The virus is shed in the urine and droppings of the rats and can be transmitted through direct contact, touching objects or eating food contaminated with these materials or through cuts or sores. Nosocomial transmission also occurs in health facilities where infection prevention and control practices are not observed. Person to person transmission also occurs most especially when a person comes in contact with the virus in the blood, tissue, secretions or excrements of an infected individual.
The Minister of Health , Professor Isaac Adewole, in a statement issued in Abuja in response to the outbreak of disease in the country, said “the total number of suspected cases so far reported is 76 with 35 deaths, and a Case Fatality Rate of 46 per cent.”
But the Federal Government yesterday said the impact had not reached the magnitude which the disease could be declared a ‘National Emergency.’
Prof. Adewole, has however assured Nigerians of government’s readiness to stem further spread of the haemorrhagic fever now confirmed by laboratories to be Lassa Fever Viral Disease.
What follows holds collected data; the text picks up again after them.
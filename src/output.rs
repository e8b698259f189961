// User-facing output.
// URLs go to stdout one per line, errors go to stderr as
// `{program}: error: {message}`. Both are written as soon as a file is
// done so they interleave in input order.

use std::fmt::Display;
use std::io::{self, Write};
use std::path::Path;

const DEFAULT_PROGRAM: &str = "up";

/// Name used to prefix error lines: the file name of `argv[0]`.
pub fn program_name() -> String {
    std::env::args_os()
        .next()
        .as_deref()
        .and_then(|arg| Path::new(arg).file_name())
        .map(|name| name.to_string_lossy().into_owned())
        .unwrap_or_else(|| DEFAULT_PROGRAM.to_string())
}

pub struct Console<O, E> {
    program: String,
    out: O,
    err: E,
}

impl Console<io::Stdout, io::Stderr> {
    /// Console bound to the process streams.
    pub fn stdio() -> Self {
        Self::new(program_name(), io::stdout(), io::stderr())
    }
}

impl<O: Write, E: Write> Console<O, E> {
    pub fn new(program: impl Into<String>, out: O, err: E) -> Self {
        Self {
            program: program.into(),
            out,
            err,
        }
    }

    pub fn url(&mut self, url: &str) -> io::Result<()> {
        writeln!(self.out, "{url}")?;
        self.out.flush()
    }

    pub fn error(&mut self, message: impl Display) -> io::Result<()> {
        writeln!(self.err, "{}: error: {message}", self.program)?;
        self.err.flush()
    }

    pub fn into_parts(self) -> (O, E) {
        (self.out, self.err)
    }
}
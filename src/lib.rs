// Library root
// ------------
// `up` copies local files to a web server with rsync and prints the public
// URL of each one. The binary (`main.rs`) only wires these modules
// together.
//
// Module responsibilities:
// - `cli`: command-line arguments.
// - `config`: locating, parsing and validating `config.toml`.
// - `name`: base32 encoding and the per-run remote directory name.
// - `slug`: turning local file names into safe remote names.
// - `transfer`: the `Transferer` seam and the rsync implementation.
// - `output`: URL and error lines for the user.
// - `upload`: the per-file loop tying everything together.
pub mod cli;
pub mod config;
pub mod name;
pub mod output;
pub mod slug;
pub mod transfer;
pub mod upload;
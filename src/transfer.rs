// Transfer step.
// Uploading is delegated to an external program. `Transferer` is the seam:
// the binary uses `RsyncTransferer`, which runs rsync once per file and
// waits for it, and tests plug in fakes that record calls.

use std::ffi::OsString;
use std::fmt;
use std::io;
use std::path::Path;
use std::process::{Command, ExitStatus};

/// Remote permissions forced on every uploaded file.
pub const REMOTE_MODE: u32 = 0o644;

/// Destination of one upload: `host:path`.
#[derive(Debug, Clone, PartialEq, Eq)]
pub struct RemoteSpec {
    pub host: String,
    pub path: String,
}

impl RemoteSpec {
    /// `{dest_dir}/{subdirectory}/{name}` on `host`.
    pub fn new(host: &str, dest_dir: &str, subdirectory: &str, name: &str) -> Self {
        let root = match dest_dir.trim_end_matches('/') {
            "" if dest_dir.starts_with('/') => "",
            "" => ".",
            trimmed => trimmed,
        };
        Self {
            host: host.to_string(),
            path: format!("{root}/{subdirectory}/{name}"),
        }
    }
}

impl fmt::Display for RemoteSpec {
    fn fmt(&self, f: &mut fmt::Formatter<'_>) -> fmt::Result {
        write!(f, "{}:{}", self.host, self.path)
    }
}

/// How the remote copy is made.
#[derive(Debug, Clone, Copy, PartialEq, Eq)]
pub struct TransferOptions {
    /// Skip based on checksum rather than size and mtime.
    pub checksum: bool,
    /// Force these permission bits on the remote file.
    pub mode: Option<u32>,
    /// Create missing remote directories.
    pub make_path: bool,
    pub preserve_times: bool,
    pub progress: bool,
}

impl Default for TransferOptions {
    fn default() -> Self {
        Self {
            checksum: true,
            mode: Some(REMOTE_MODE),
            make_path: true,
            preserve_times: true,
            progress: true,
        }
    }
}

/// Exit status of one transfer. `code` is `None` when the program was
/// killed by a signal.
#[derive(Debug, Clone, Copy, PartialEq, Eq)]
pub struct TransferStatus {
    pub code: Option<i32>,
}

impl TransferStatus {
    pub const SUCCESS: Self = Self { code: Some(0) };

    pub fn exited(code: i32) -> Self {
        Self { code: Some(code) }
    }

    pub fn success(&self) -> bool {
        self.code == Some(0)
    }
}

impl From<ExitStatus> for TransferStatus {
    fn from(status: ExitStatus) -> Self {
        Self {
            code: status.code(),
        }
    }
}

/// Copies one local file to one remote destination and blocks until done.
pub trait Transferer {
    /// An `Err` means the transfer could not be started at all.
    fn transfer(
        &mut self,
        local: &Path,
        remote: &RemoteSpec,
        options: &TransferOptions,
    ) -> io::Result<TransferStatus>;
}

/// Runs the `rsync` binary with inherited stdio so its progress output
/// reaches the terminal.
#[derive(Debug, Clone)]
pub struct RsyncTransferer {
    program: OsString,
}

impl Default for RsyncTransferer {
    fn default() -> Self {
        Self::new("rsync")
    }
}

impl RsyncTransferer {
    pub fn new(program: impl Into<OsString>) -> Self {
        Self {
            program: program.into(),
        }
    }

    /// Build the command for one file without running it.
    pub fn command(&self, local: &Path, remote: &RemoteSpec, options: &TransferOptions) -> Command {
        let mut command = Command::new(&self.program);
        command.args(flags(options));
        // Paths starting with `-` must not be read as options.
        command.arg("--");
        command.arg(local);
        command.arg(remote.to_string());
        command
    }
}

impl Transferer for RsyncTransferer {
    fn transfer(
        &mut self,
        local: &Path,
        remote: &RemoteSpec,
        options: &TransferOptions,
    ) -> io::Result<TransferStatus> {
        let mut command = self.command(local, remote, options);
        tracing::debug!(?command, "running rsync");
        let status = command.status()?;
        tracing::debug!(%status, local = %local.display(), "rsync finished");
        Ok(status.into())
    }
}

fn flags(options: &TransferOptions) -> Vec<String> {
    let mut flags = Vec::new();
    if options.checksum {
        flags.push("--checksum".to_string());
    }
    if let Some(mode) = options.mode {
        flags.push("--chmod".to_string());
        flags.push(format!("{mode:04o}"));
    }
    if options.make_path {
        flags.push("--mkpath".to_string());
    }
    if options.progress {
        flags.push("--progress".to_string());
    }
    if options.preserve_times {
        flags.push("--times".to_string());
    }
    flags
}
According to him, “the public is hereby assured that the government and its partners (such as The Nigeria Centre for Disease Control NCDC), and other stakeholders are working tirelessly to address the outbreak and bring it to timely end.”
He stressed that “in response to these reported outbreaks, the Federal Ministry of Health under my leadership has taken the following measures to curtail further spread and reduce mortality among those affected: Immediate release of adequate quantities of ribavirin, the specific antiviral drug for Lassa fever to all the affected states for prompt and adequate treatment of cases.”
He said it also included deployment of rapid response teams from the Ministry to all the affected states to assist in investigating and verifying the cases as well as tracing of contacts, clinicians and relevant healthcare workers had been sensitized and mobilized in areas of patient management and care in the affected states.
Meanwhile, affected states have been advised to intensify awareness creation on the signs and symptoms including preventive measures such as general hygiene.
More so, Adewole stated that “It is important to note that Nigeria has the capability to diagnose Lassa fever. All the cases reported so far were confirmed by our laboratories. However, due to the non-specific nature of Lassa fever symptoms and varied presentations, clinical diagnosis is often difficult and delayed, especially in the early course of the disease outbreak,” .
Control of the Mastomys rodent population is impractical, so measures are limited to keeping rodents out of homes and food supplies, as well as maintaining effective personal hygiene. Gloves, masks, laboratory coats, and goggles are advised while in contact with an infected person.
Also joining the fight against the Lassa Fever, is Benue State. The Benue State Government has directed its citizens to stop eating rats in the meantime in order to curtail the spread of Lassa Fever. The state governor, Samuel Ortom, disclosed this to State House correspondents shortly after meeting Vice President Yemi Osinbajo at the Presidential Villa, Abuja.
Gov. Ortom said the decision was taken because the state had recorded a case of the fever. Rat is a delicacy popular among the people of the state.
The governor said, “Benue is affected; we have one case (of Lassa Fever) right now that is under control. We have advised our people; rat which is a major carrier is a delicacy. I am finding it difficult, but I have told them to suspend eating rats until further notice.”